Date : 20071207
Ottawa (Ontario), le 7 décembre 2007
EN PRÉSENCE DE MADAME LA JUGE DAWSON
ENTRE :
JIA QI JIANG
demanderesses
et
LE MINISTRE DE LA CITOYENNETÉ ET DE L’IMMIGRATION
défendeur
MOTIFS DU JUGEMENT ET JUGEMENT
[1] En Hua Jiang (Mme Jiang) prétend être une citoyenne de la République populaire de Chine (Chine) ayant besoin de protection à cause de sa violation des politiques de contrôle des naissances chinoises. Jia Qi Jiang est sa fille, âgée de cinq ans. Leur demande d’asile a été rejetée, parce que la Section de la protection des réfugiés de la Commission de l'immigration et du statut de réfugié (la Commission) a conclu qu’elles n’avaient pas réussi à établir leur identité ni leur pays de référence.
[2] La présente demande de contrôle judiciaire présentée à l’encontre de cette décision sera accueillie, parce que la Commission a commis une erreur de droit en ne fondant pas sa conclusion quant à leur identité sur la totalité de la preuve dont elle disposait. La Commission a aussi commis une erreur en n’accordant pas, pour les motifs qu’elle a exposés, de valeur probante à la carte d’identité de résident originale (la CIR) présentée par Mme Jiang.
[3] En ce qui concerne l’erreur de droit de la Commission, les parties acceptent que, en droit, pour déterminer l’identité, on doive prendre en considération l’ensemble de la preuve. Voir, par exemple, Lin c. Canada (Ministre de la Citoyenneté et de l’Immigration), [2006] A.C.F no 104.
[4] En l’espèce, la Commission a fondé sa décision relative à l’identité sur les éléments suivants :
· Il était peu plausible que le passeur, qui a voyagé avec Mme Jiang et sa fille, ait dit à Mme Jiang qu’il répondrait à toutes les questions qui allaient lui être posées et que, pour cette raison, Mme Jiang n’ait pas reçu d’instructions au sujet de la fausse identité sous laquelle elle voyageait.

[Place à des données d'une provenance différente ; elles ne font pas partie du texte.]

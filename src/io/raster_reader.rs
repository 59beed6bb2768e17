//! Single-band GeoTIFF reading.
//!
//! Georeferencing is taken from, in order of preference:
//! 1. ModelTransformationTag (full affine)
//! 2. ModelPixelScaleTag + ModelTiepointTag (north-up)
//! 3. Identity, with a warning (cell indices become coordinates)

use crate::raster::{GeoTransform, Raster};
use anyhow::{Context, Result};
use ndarray::Array2;
use std::fs::File;
use std::io::{BufReader, Read, Seek};
use std::path::Path;
use tiff::decoder::{Decoder, DecodingResult};
use tiff::tags::Tag;

/// Read band 1 of a TIFF file as `f64` values plus its geotransform.
pub fn read_raster(path: &Path) -> Result<Raster> {
    let file = File::open(path)
        .with_context(|| format!("Cannot open raster: {}", path.display()))?;
    let mut decoder = Decoder::new(BufReader::new(file))
        .with_context(|| format!("Failed to initialise TIFF decoder for {}", path.display()))?;

    let (width, height) = decoder
        .dimensions()
        .with_context(|| format!("Cannot read dimensions of {}", path.display()))?;

    let transform = read_geo_transform(&mut decoder)
        .with_context(|| format!("Cannot read georeferencing tags of {}", path.display()))?;

    let image = decoder
        .read_image()
        .with_context(|| format!("Failed to decode raster {}", path.display()))?;
    let values = decoding_result_to_f64(image);

    let cells = width as usize * height as usize;
    if cells == 0 {
        anyhow::bail!("Raster {} has no cells ({}x{})", path.display(), width, height);
    }
    if values.len() % cells != 0 {
        anyhow::bail!(
            "Raster {} decoded to {} samples, not a multiple of {}x{}",
            path.display(),
            values.len(),
            width,
            height
        );
    }

    // Interleaved samples: keep the first band only
    let samples_per_pixel = values.len() / cells;
    let band: Vec<f64> = values.into_iter().step_by(samples_per_pixel).collect();
    let data = Array2::from_shape_vec((height as usize, width as usize), band)
        .context("Decoded band does not match raster dimensions")?;

    tracing::info!(
        "Read raster {}: {}x{} cells, {} sample(s) per pixel",
        path.display(),
        width,
        height,
        samples_per_pixel
    );

    Ok(Raster::new(data, transform))
}

fn read_geo_transform<R: Read + Seek>(decoder: &mut Decoder<R>) -> Result<GeoTransform> {
    if let Some(value) = decoder.find_tag(Tag::ModelTransformationTag)? {
        let matrix = value.into_f64_vec()?;
        if let Some(gt) = GeoTransform::from_model_transformation(&matrix) {
            return Ok(gt);
        }
    }

    let scale = decoder
        .find_tag(Tag::ModelPixelScaleTag)?
        .map(|v| v.into_f64_vec())
        .transpose()?;
    let tiepoint = decoder
        .find_tag(Tag::ModelTiepointTag)?
        .map(|v| v.into_f64_vec())
        .transpose()?;

    if let (Some(scale), Some(tiepoint)) = (scale, tiepoint) {
        if let Some(gt) = GeoTransform::from_scale_and_tiepoint(&scale, &tiepoint) {
            return Ok(gt);
        }
    }

    tracing::warn!("No georeferencing tags found in TIFF, using identity transform");
    Ok(GeoTransform::IDENTITY)
}

fn decoding_result_to_f64(image: DecodingResult) -> Vec<f64> {
    match image {
        DecodingResult::U8(buf) => buf.into_iter().map(f64::from).collect(),
        DecodingResult::U16(buf) => buf.into_iter().map(f64::from).collect(),
        DecodingResult::U32(buf) => buf.into_iter().map(f64::from).collect(),
        DecodingResult::U64(buf) => buf.into_iter().map(|v| v as f64).collect(),
        DecodingResult::I8(buf) => buf.into_iter().map(f64::from).collect(),
        DecodingResult::I16(buf) => buf.into_iter().map(f64::from).collect(),
        DecodingResult::I32(buf) => buf.into_iter().map(f64::from).collect(),
        DecodingResult::I64(buf) => buf.into_iter().map(|v| v as f64).collect(),
        DecodingResult::F32(buf) => buf.into_iter().map(f64::from).collect(),
        DecodingResult::F64(buf) => buf,
    }
}

#[cfg(test)]
mod tests {
    use super::*;
    use tiff::encoder::{colortype, TiffEncoder};

    fn write_f32_tiff(path: &Path, width: u32, height: u32, data: &[f32], geo: bool) {
        let mut file = File::create(path).unwrap();
        let mut tiff = TiffEncoder::new(&mut file).unwrap();
        let mut image = tiff.new_image::<colortype::Gray32Float>(width, height).unwrap();
        if geo {
            image
                .encoder()
                .write_tag(Tag::ModelPixelScaleTag, &[10.0f64, 10.0, 0.0][..])
                .unwrap();
            image
                .encoder()
                .write_tag(
                    Tag::ModelTiepointTag,
                    &[0.0f64, 0.0, 0.0, 1_000_000.0, 500_000.0, 0.0][..],
                )
                .unwrap();
        }
        image.write_data(data).unwrap();
    }

    #[test]
    fn test_read_float_raster_without_georeferencing() {
        let dir = tempfile::tempdir().unwrap();
        let path = dir.path().join("plain.tif");
        let data: Vec<f32> = (0..12).map(|v| v as f32 * 0.5).collect();
        write_f32_tiff(&path, 4, 3, &data, false);

        let raster = read_raster(&path).unwrap();
        assert_eq!((raster.height(), raster.width()), (3, 4));
        assert_eq!(raster.data[[0, 1]], 0.5);
        assert_eq!(raster.data[[2, 3]], 5.5);
        assert_eq!(raster.transform, GeoTransform::IDENTITY);
    }

    #[test]
    fn test_read_scale_and_tiepoint() {
        let dir = tempfile::tempdir().unwrap();
        let path = dir.path().join("geo.tif");
        write_f32_tiff(&path, 2, 2, &[1.0, 2.0, 3.0, 4.0], true);

        let raster = read_raster(&path).unwrap();
        assert_eq!(raster.transform.a, 10.0);
        assert_eq!(raster.transform.e, -10.0);
        assert_eq!(raster.transform.c, 1_000_000.0);
        assert_eq!(raster.transform.f, 500_000.0);
    }

    #[test]
    fn test_missing_file() {
        let err = read_raster(Path::new("/nonexistent/harvest.tif")).unwrap_err();
        assert!(format!("{:#}", err).contains("Cannot open raster"));
    }
}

· Si c’était vrai, Mme Jiang aurait dû témoigner qu’elle ne connaissait pas le faux nom sous lequel elle voyageait au lieu de déclarer qu’elle ne s’en souvenait pas.
· Mme Jiang n’avait pas de documents de voyage (la Commission n’a pas tenu compte de son explication selon laquelle le passeur avait gardé toute la documentation avec lui).

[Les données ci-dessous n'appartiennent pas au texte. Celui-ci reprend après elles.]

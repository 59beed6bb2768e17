//! Routing orchestration.
//!
//! A run is partition → workers (×N, concurrently) → aggregation. Work units
//! are fixed before any worker starts and fed through a shared bounded queue;
//! the cost matrix is written only after every worker has returned.

use super::aggregator::ResultAggregator;
use super::metrics::{Metrics, MetricsReporter};
use super::partition::{partition_pairs, PartitionStrategy};
use super::types::WorkUnit;
use super::worker::{RoutingWorker, UnitOutcome, UnitPolicy};
use crate::config::RetryConfig;
use crate::db::{ConnectionFactory, CostMatrixStore};
use anyhow::Result;
use std::path::PathBuf;
use std::sync::Arc;
use std::time::Duration;
use tokio::sync::mpsc;
use tokio_util::sync::CancellationToken;

/// Configuration for the scheduler.
#[derive(Debug, Clone)]
pub struct SchedulerConfig {
    /// Number of workers, each with its own connection
    pub n_workers: usize,

    pub strategy: PartitionStrategy,

    /// Deadline for one attempt at a unit
    pub unit_timeout: Option<Duration>,

    pub retry: RetryConfig,

    /// Enable progress reporting
    pub enable_metrics: bool,

    /// Metrics reporting interval in seconds
    pub metrics_interval_secs: u64,

    /// Optional path to save metrics JSON after run completes
    pub metrics_output_path: Option<String>,

    /// Optional CSV copy of the inserted rows
    pub output_csv: Option<PathBuf>,
}

impl Default for SchedulerConfig {
    fn default() -> Self {
        Self {
            n_workers: 1,
            strategy: PartitionStrategy::default(),
            unit_timeout: None,
            retry: RetryConfig::default(),
            enable_metrics: true,
            metrics_interval_secs: 10,
            metrics_output_path: None,
            output_csv: None,
        }
    }
}

/// Drives one routing run.
pub struct Scheduler {
    factory: Arc<dyn ConnectionFactory>,
    store: Arc<dyn CostMatrixStore>,
    metrics: Arc<Metrics>,
    config: SchedulerConfig,
    cancel: CancellationToken,
}

impl Scheduler {
    pub fn new(
        factory: Arc<dyn ConnectionFactory>,
        store: Arc<dyn CostMatrixStore>,
        metrics: Arc<Metrics>,
        config: SchedulerConfig,
        cancel: CancellationToken,
    ) -> Self {
        Self {
            factory,
            store,
            metrics,
            config,
            cancel,
        }
    }

    /// Run to completion. Rows of completed units are persisted even if other
    /// units failed; the run then returns an error naming the failures.
    pub async fn run(&self) -> Result<RoutingStats> {
        if self.store.ensure_output_table().await? {
            tracing::info!("Created output cost matrix table");
        }

        let units = self.plan().await?;
        let total_units = units.len();
        if units.is_empty() {
            tracing::info!("No pending origin-destination pairs, nothing to route");
            return Ok(RoutingStats::default());
        }

        let n_workers = self.config.n_workers.max(1).min(total_units);
        tracing::info!(
            "Dispatching {} {:?} unit(s) to {} worker(s)",
            total_units,
            self.config.strategy,
            n_workers
        );

        // Start metrics reporter if enabled
        let (shutdown_tx, shutdown_rx) = mpsc::channel::<()>(1);
        let reporter_handle = if self.config.enable_metrics {
            let reporter = MetricsReporter::new(
                self.metrics.clone(),
                self.config.metrics_interval_secs,
                total_units as u64,
            );
            Some(tokio::spawn(reporter.run(shutdown_rx)))
        } else {
            drop(shutdown_rx);
            None
        };

        // Prefill and close the queue so workers exit once it drains
        let (work_tx, work_rx) = async_channel::bounded::<WorkUnit>(total_units);
        for unit in units {
            work_tx.send(unit).await?;
        }
        work_tx.close();

        let (result_tx, mut result_rx) = mpsc::channel::<UnitOutcome>(n_workers);
        let policy = UnitPolicy {
            timeout: self.config.unit_timeout,
            retry: self.config.retry.clone(),
        };

        let mut handles = Vec::with_capacity(n_workers);
        for id in 0..n_workers {
            let worker = RoutingWorker::new(
                id,
                self.factory.clone(),
                self.metrics.clone(),
                policy.clone(),
                self.cancel.clone(),
            );
            handles.push(tokio::spawn(worker.run(work_rx.clone(), result_tx.clone())));
        }
        drop(result_tx);

        let mut aggregator = ResultAggregator::new(total_units);
        while let Some(outcome) = result_rx.recv().await {
            aggregator.accept(outcome);
        }

        let mut panicked = 0;
        for handle in handles {
            if let Err(e) = handle.await {
                tracing::error!("Routing worker panicked: {}", e);
                panicked += 1;
            }
        }

        let persisted = aggregator.persist(self.store.as_ref(), &self.metrics).await;

        // Shutdown metrics reporter
        let _ = shutdown_tx.send(()).await;
        if let Some(handle) = reporter_handle {
            let _ = handle.await;
        }
        let rows_inserted = persisted?;

        if let Some(path) = &self.config.output_csv {
            aggregator.write_csv(path)?;
        }

        let stats = RoutingStats {
            total_units,
            units_completed: aggregator.completed(),
            units_failed: aggregator.failed().len(),
            units_cancelled: aggregator.cancelled().len(),
            rows_inserted,
        };

        if self.config.enable_metrics {
            let reporter = MetricsReporter::new(
                self.metrics.clone(),
                self.config.metrics_interval_secs,
                total_units as u64,
            );
            reporter.print_summary();

            if let Some(ref path) = self.config.metrics_output_path {
                let snapshot = self.metrics.snapshot();
                if let Err(e) = snapshot.save_to_file(path) {
                    tracing::warn!("Failed to save metrics to {}: {}", path, e);
                }
            }
        }

        if let Some((unit, error)) = aggregator.failed().first() {
            anyhow::bail!(
                "{} of {} unit(s) failed ({} rows from completed units were saved); first failure, {}: {:#}",
                stats.units_failed,
                total_units,
                rows_inserted,
                unit,
                error
            );
        }
        if !aggregator.cancelled().is_empty() || self.cancel.is_cancelled() {
            anyhow::bail!(
                "Routing cancelled: {} unit(s) not run ({} rows from completed units were saved)",
                stats.units_cancelled,
                rows_inserted
            );
        }
        if panicked > 0 || stats.units_completed != total_units {
            anyhow::bail!(
                "{} worker(s) panicked; {} of {} unit(s) completed",
                panicked,
                stats.units_completed,
                total_units
            );
        }

        if self.config.strategy == PartitionStrategy::NodePairs {
            self.store.drop_staging().await?;
        }

        Ok(stats)
    }

    /// Fix the work units for this run.
    async fn plan(&self) -> Result<Vec<WorkUnit>> {
        match self.config.strategy {
            PartitionStrategy::NodePairs => {
                let pending = self.store.pending_pairs().await?;
                tracing::info!("Processing {} origin-destination pairs", pending.len());

                let chunks = partition_pairs(&pending, self.config.n_workers);
                if chunks.is_empty() {
                    return Ok(Vec::new());
                }
                let staged = self.store.stage_chunks(&chunks).await?;
                tracing::debug!("Staged {} pair assignments", staged);
                Ok(chunks.iter().map(|chunk| WorkUnit::Chunk(chunk.id)).collect())
            }
            PartitionStrategy::Tiles => {
                let tiles = self.store.pending_tiles().await?;
                tracing::info!("Processing {} tile(s) containing origins", tiles.len());
                Ok(tiles.into_iter().map(WorkUnit::Tile).collect())
            }
        }
    }
}

/// Statistics from a routing run.
#[derive(Debug, Default, Clone, PartialEq, Eq)]
pub struct RoutingStats {
    pub total_units: usize,
    pub units_completed: usize,
    pub units_failed: usize,
    pub units_cancelled: usize,
    pub rows_inserted: u64,
}

impl std::fmt::Display for RoutingStats {
    fn fmt(&self, f: &mut std::fmt::Formatter<'_>) -> std::fmt::Result {
        write!(
            f,
            "Completed: {}, Failed: {}, Cancelled: {}, Total: {}, Rows inserted: {}",
            self.units_completed,
            self.units_failed,
            self.units_cancelled,
            self.total_units,
            self.rows_inserted
        )
    }
}

#[cfg(test)]
mod tests {
    use super::*;

    #[test]
    fn test_scheduler_config_default() {
        let config = SchedulerConfig::default();
        assert_eq!(config.n_workers, 1);
        assert_eq!(config.strategy, PartitionStrategy::NodePairs);
        assert!(config.unit_timeout.is_none());
        assert!(config.enable_metrics);
        assert!(config.metrics_output_path.is_none());
    }

    #[test]
    fn test_routing_stats_display() {
        let stats = RoutingStats {
            total_units: 8,
            units_completed: 6,
            units_failed: 1,
            units_cancelled: 1,
            rows_inserted: 420,
        };
        let display = format!("{}", stats);
        assert!(display.contains("Completed: 6"));
        assert!(display.contains("Failed: 1"));
        assert!(display.contains("Rows inserted: 420"));
    }
}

· Mme Jiang aurait du être en mesure de fournir une copie conforme du hukou. La Commission a rejetté aussi l’authenticité de la copie du hukou fournie par Mme Jiang, parce qu’elle décrivait le type de ménage comme étant [traduction] « famille » ou [traduction] « hukou de résident » et qu’elle ne mentionnait pas son numéro d’identification de citoyenneté.

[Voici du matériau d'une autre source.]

//! Routing workers.
//!
//! Each worker owns at most one connection at a time and pulls units from a
//! shared queue. A unit's rows are accumulated locally and handed over only
//! once every pair of the unit has been routed; a failing pair discards the
//! whole attempt.

use super::metrics::Metrics;
use super::types::{CostRow, UnitBatch, WorkUnit};
use crate::config::RetryConfig;
use crate::db::{ConnectionFactory, RoutingQuery, WorkerConnection};
use anyhow::{Context, Result};
use std::sync::Arc;
use std::time::{Duration, Instant};
use tokio::sync::mpsc;
use tokio_util::sync::CancellationToken;

/// Deadline and retry policy applied to every unit.
#[derive(Debug, Clone)]
pub struct UnitPolicy {
    /// Deadline per attempt; `None` waits indefinitely
    pub timeout: Option<Duration>,
    pub retry: RetryConfig,
}

/// What became of one unit.
#[derive(Debug)]
pub enum UnitOutcome {
    Completed(UnitBatch),
    Failed {
        unit: WorkUnit,
        attempts: u32,
        error: anyhow::Error,
    },
    Cancelled(WorkUnit),
}

enum Attempt {
    Done { pairs: usize, rows: Vec<CostRow> },
    Failed(anyhow::Error),
    Cancelled,
}

/// Why an attempt was abandoned before it finished.
enum Interrupted {
    Cancelled,
    TimedOut(Duration),
}

/// A routing worker bound to a connection factory.
pub struct RoutingWorker {
    id: usize,
    factory: Arc<dyn ConnectionFactory>,
    metrics: Arc<Metrics>,
    policy: UnitPolicy,
    cancel: CancellationToken,
}

impl RoutingWorker {
    pub fn new(
        id: usize,
        factory: Arc<dyn ConnectionFactory>,
        metrics: Arc<Metrics>,
        policy: UnitPolicy,
        cancel: CancellationToken,
    ) -> Self {
        Self {
            id,
            factory,
            metrics,
            policy,
            cancel,
        }
    }

    /// Process units from `queue` until it is drained, sending one outcome per unit.
    pub async fn run(
        self,
        queue: async_channel::Receiver<WorkUnit>,
        results: mpsc::Sender<UnitOutcome>,
    ) {
        let mut connection: Option<Box<dyn WorkerConnection>> = None;

        while let Ok(unit) = queue.recv().await {
            let outcome = if self.cancel.is_cancelled() {
                self.metrics.add_unit_cancelled();
                UnitOutcome::Cancelled(unit)
            } else {
                self.process_unit_with_retry(unit, &mut connection).await
            };

            if results.send(outcome).await.is_err() {
                tracing::debug!("Worker {}: result receiver dropped, stopping", self.id);
                break;
            }
        }
        tracing::debug!("Worker {} finished", self.id);
    }

    /// Process a unit, retrying on a fresh connection with exponential backoff.
    pub async fn process_unit_with_retry(
        &self,
        unit: WorkUnit,
        connection: &mut Option<Box<dyn WorkerConnection>>,
    ) -> UnitOutcome {
        let max_attempts = self.policy.retry.max_attempts.max(1);
        let max_backoff = self.policy.retry.max_backoff_ms;
        let mut backoff = self.policy.retry.initial_backoff_ms;
        let mut attempt = 1;

        loop {
            match self.attempt_unit(unit, connection).await {
                Attempt::Done { pairs, rows } => {
                    self.metrics
                        .add_unit_completed(pairs as u64, rows.len() as u64);
                    return UnitOutcome::Completed(UnitBatch {
                        unit,
                        pairs,
                        attempts: attempt,
                        rows,
                    });
                }
                Attempt::Cancelled => {
                    *connection = None;
                    self.metrics.add_unit_cancelled();
                    return UnitOutcome::Cancelled(unit);
                }
                Attempt::Failed(error) => {
                    // The session may be mid-query; never reuse it
                    *connection = None;

                    if attempt >= max_attempts {
                        tracing::error!(
                            "Worker {}: {} failed after {} attempt(s): {:#}",
                            self.id,
                            unit,
                            attempt,
                            error
                        );
                        self.metrics.add_unit_failed();
                        return UnitOutcome::Failed {
                            unit,
                            attempts: attempt,
                            error,
                        };
                    }

                    tracing::warn!(
                        "Worker {}: {} attempt {} failed: {:#}, retrying in {}ms",
                        self.id,
                        unit,
                        attempt,
                        error,
                        backoff
                    );
                    self.metrics.add_unit_retried();

                    tokio::select! {
                        _ = self.cancel.cancelled() => {
                            self.metrics.add_unit_cancelled();
                            return UnitOutcome::Cancelled(unit);
                        }
                        _ = tokio::time::sleep(Duration::from_millis(backoff)) => {}
                    }
                    backoff = backoff.saturating_mul(2).min(max_backoff);
                    attempt += 1;
                }
            }
        }
    }

    async fn attempt_unit(
        &self,
        unit: WorkUnit,
        connection: &mut Option<Box<dyn WorkerConnection>>,
    ) -> Attempt {
        let deadline = self.policy.timeout;

        let result = {
            let work = self.route_unit(unit, connection);
            tokio::select! {
                _ = self.cancel.cancelled() => Err(Interrupted::Cancelled),
                result = async move {
                    match deadline {
                        Some(limit) => tokio::time::timeout(limit, work)
                            .await
                            .map_err(|_| Interrupted::TimedOut(limit)),
                        None => Ok(work.await),
                    }
                } => result,
            }
        };

        match result {
            Ok(Ok((pairs, rows))) => Attempt::Done { pairs, rows },
            Ok(Err(error)) => Attempt::Failed(error),
            Err(interrupted) => {
                self.cancel_running_query(connection).await;
                match interrupted {
                    Interrupted::Cancelled => Attempt::Cancelled,
                    Interrupted::TimedOut(limit) => {
                        Attempt::Failed(anyhow::anyhow!("{} timed out after {:?}", unit, limit))
                    }
                }
            }
        }
    }

    /// Stop the server-side query abandoned by an interrupted attempt.
    async fn cancel_running_query(&self, connection: &mut Option<Box<dyn WorkerConnection>>) {
        let Some(conn) = connection.as_mut() else {
            return;
        };
        if let Err(e) = conn.cancel_query().await {
            tracing::warn!("Worker {}: {:#}", self.id, e);
        }
    }

    /// Route every pair of `unit` into a unit-local accumulator.
    async fn route_unit(
        &self,
        unit: WorkUnit,
        connection: &mut Option<Box<dyn WorkerConnection>>,
    ) -> Result<(usize, Vec<CostRow>)> {
        if connection.is_none() {
            *connection = Some(self.open_connection().await?);
        }
        let conn = connection
            .as_mut()
            .context("Worker connection unavailable")?;

        let pairs = conn.assigned_pairs(unit).await?;
        tracing::info!("Worker {}: routing {} pairs of {}", self.id, pairs.len(), unit);

        let mut rows = Vec::new();
        for pair in &pairs {
            let start = Instant::now();
            let result = conn
                .execute(*pair)
                .await
                .with_context(|| format!("{} failed at pair {}", unit, pair))?;
            tracing::debug!("Worker {}: {} -> {} row(s)", self.id, pair, result.len());
            self.metrics.add_query_time(start.elapsed());
            rows.extend(result);
        }

        Ok((pairs.len(), rows))
    }

    async fn open_connection(&self) -> Result<Box<dyn WorkerConnection>> {
        let mut conn = self
            .factory
            .connect()
            .await
            .with_context(|| format!("Worker {} failed to connect", self.id))?;
        conn.disable_parallel_query().await?;
        self.metrics.add_connection_opened();
        Ok(conn)
    }
}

· Aucune considération ne devrait être donnée à la CIR originale que Mme Jiang a produite, parce qu’elle a été émise en fonction du hukou.
· Aucune considération ne devrait être donnée à l’avis exigeant que Mme Jiang se présente au bureau de la planification des naissances, parce que l’avis ne contient pas de section pour insérer son adresse ou son numéro de CIR.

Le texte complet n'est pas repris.